Hail to the Chaff

As winter gave way to spring, there was too much weather and too much to write about. Anyone with good sense would have burned the pencils. Everytime I tried to leave the house and avoid the issue I was lashed back indoors by driving hail and falling branches from the wych elm in the yard. Even the drug dealer on the corner had to give up after awhile and take shelter. I tried turning on the TV for relief but as usual it was hard to tell the risible from the ridiculous.

According to my cable connection, here’s what was important in the world:

In the wake of the revelation of the existence of a “shadow government,” Tipper Gore ran the world’s shortest shadow Senate campaign. Al Gore shaved the shadows off his face and issued an utterly baffling explanation, far stranger than the beard.

Tonya Harding beat the living hell out of Paula Jones, who turned tail and ran then cowered in a corner begging for mercy. Harding showed the depth of her compassion with a haymaker to the top of the head that knocked Jones into next week. Did Bill Clinton send the winner flowers? He should have.

A jury in Texas found that Andrea Yates was crazy before and after but miraculously sane during the murder of her five children. (During the trial a child was killed by gunfire every two and a half hours in the U.S.)

Meanwhile, Dick Cheney lumbered around the Middle East in Air Force One trying to talk about invading Iraq, a subject of no apparent interest to anyone who met with him. It was the best example of the administration being thrown “off message” since Enron.

Ari (“be careful what you say”) Fleischer blamed Bill Clinton for Middle East violence during the Bush administration.

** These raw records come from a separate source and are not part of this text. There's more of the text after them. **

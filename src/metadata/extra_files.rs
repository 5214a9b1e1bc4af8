//! Files generated by the pipeline rather than taken from storage.

/// A package member the pipeline creates itself.
#[derive(Debug, Clone, Copy, PartialEq, Eq)]
pub enum ExtraFile {
    /// The package-info document (`tale.yml`).
    TaleConfig,
    /// The license text.
    License,
    /// The re-hosted compute environment archive.
    Environment,
}

impl ExtraFile {
    /// The generated member uploaded as `file_name`, if any.
    pub fn from_file_name(file_name: &str) -> Option<Self> {
        [ExtraFile::TaleConfig, ExtraFile::License, ExtraFile::Environment]
            .into_iter()
            .find(|file| file.file_name() == file_name)
    }

    /// Label used for upload metrics.
    pub fn metric_kind(&self) -> &'static str {
        match self {
            ExtraFile::TaleConfig => "package_info",
            ExtraFile::License => "license",
            ExtraFile::Environment => "environment",
        }
    }

    pub fn file_name(&self) -> &'static str {
        match self {
            ExtraFile::TaleConfig => "tale.yml",
            ExtraFile::License => "LICENSE",
            ExtraFile::Environment => "docker-environment.tar.gz",
        }
    }

    /// Format id used in the descriptive record's entry for this file.
    pub fn record_format(&self) -> &'static str {
        match self {
            ExtraFile::TaleConfig => "application/x-yaml",
            ExtraFile::License => "text/plain",
            ExtraFile::Environment => "application/tar+gzip",
        }
    }

    /// Format id the object is uploaded with.
    pub fn upload_format(&self) -> &'static str {
        match self {
            ExtraFile::TaleConfig | ExtraFile::License => "text/plain",
            ExtraFile::Environment => "application/tar+gzip",
        }
    }

    pub fn description(&self) -> &'static str {
        match self {
            ExtraFile::TaleConfig => {
                "A configuration file, holding information that is needed to \
                 reproduce the compute environment."
            }
            ExtraFile::License => "The package's licensing information.",
            ExtraFile::Environment => {
                "Holds the dockerfile and additional configurations for the \
                 underlying compute environment. This environment was used as the \
                 base image, and includes the IDE that is used while running the Tale."
            }
        }
    }
}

There was no word on whether Fleischer also blamed Clinton for the visas recently issued to dead suspected hijackers on Bush’s watch.

In Afghanistan, the masterminds of Operation Anaconda, the two-day battle that lasted two weeks, declared total victory as hundreds of al-qaeda fighters escaped, according to our Afghan allies. (This is what some thought the U.S. should have done in Vietnam: declare victory and get out.)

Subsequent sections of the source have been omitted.